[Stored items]
//! Exercises `Client`/`PreparedStatement` against an in-process
//! `flightsql-server`, the same duplex-stream wiring
//! `flightsql-server`'s own integration tests use.

use std::sync::Arc;
use std::time::Duration;

use arrow_flight::flight_service_server::FlightServiceServer;
use flightsql_client::Client;
use flightsql_server::backend::datafusion::DataFusionBackend;
use flightsql_server::dispatcher::FlightSqlDispatcher;
use tonic::transport::{Channel, Endpoint, Server, Uri};
use tower::service_fn;

async fn test_client() -> Client {
    let (client_io, server_io) = tokio::io::duplex(64 * 1024);
    let backend = Arc::new(DataFusionBackend::new());
    let dispatcher = FlightSqlDispatcher::new(backend, 100, Duration::from_secs(600));
    let svc = FlightServiceServer::new(dispatcher);

    tokio::spawn(async move {
        Server::builder()
            .add_service(svc)
            .serve_with_incoming(tokio_stream::once(Ok::<_, std::io::Error>(server_io)))
            .await
            .unwrap();
    });

    let mut client_io = Some(client_io);
    let channel: Channel = Endpoint::try_from("http://[::]:50051")
        .unwrap()
        .connect_with_connector(service_fn(move |_: Uri| {
            let client_io = client_io.take().expect("duplex connector used once");
            async move { Ok::<_, std::io::Error>(client_io) }
        }))
        .await
        .unwrap();
    Client::new(channel)
}

#[tokio::test]
async fn ad_hoc_query_round_trips_fixture_rows() {
    let mut client = test_client().await;
    let info = client.execute("SELECT * FROM intTable").await.unwrap();
    let batches = client.read_all(&info).await.unwrap();
    let total_rows: usize = batches.iter().map(|b| b.num_rows()).sum();
    assert_eq!(total_rows, 3);
}

#[tokio::test]
async fn insert_then_delete_matches_spec_scenario_counts() {
    let mut client = test_client().await;
    let inserted = client
        .execute_update("INSERT INTO INTTABLE (keyName, value) VALUES ('A',1),('B',2),('C',3)")
        .await
        .unwrap();
    assert_eq!(inserted, 3);

    let deleted = client
        .execute_update("DELETE FROM INTTABLE WHERE keyName IN ('A','C')")
        .await
        .unwrap();
    assert_eq!(deleted, 2);
}

#[tokio::test]
async fn prepared_statement_query_round_trips_and_closes_idempotently() {
    let mut client = test_client().await;
    let mut stmt = client.prepare("SELECT * FROM intTable").await.unwrap();
    assert_eq!(stmt.dataset_schema().fields().len(), 4);

    let batches = stmt.execute_to_batches(None).await.unwrap();
    let total_rows: usize = batches.iter().map(|b| b.num_rows()).sum();
    assert_eq!(total_rows, 3);

    stmt.close().await.unwrap();
}

#[tokio::test]
async fn get_tables_lists_both_fixture_tables() {
    let mut client = test_client().await;
    let info = client
        .get_tables(None, None, None, vec!["TABLE".to_string()], false)
        .await
        .unwrap();
    let batches = client.read_all(&info).await.unwrap();
    let total_rows: usize = batches.iter().map(|b| b.num_rows()).sum();
    assert_eq!(total_rows, 2);
}

#[tokio::test]
async fn get_primary_keys_of_inttable_returns_one_row() {
    let mut client = test_client().await;
    let info = client
        .get_primary_keys(None, None, "INTTABLE".to_string())
        .await
        .unwrap();
    let batches = client.read_all(&info).await.unwrap();
    let total_rows: usize = batches.iter().map(|b| b.num_rows()).sum();
    assert_eq!(total_rows, 1);
}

Exercise details: All lines in the records with the string "None" should be copied out.

Completed task:
    let batches = stmt.execute_to_batches(None).await.unwrap();
        .get_tables(None, None, None, vec!["TABLE".to_string()], false)
        .get_primary_keys(None, None, "INTTABLE".to_string())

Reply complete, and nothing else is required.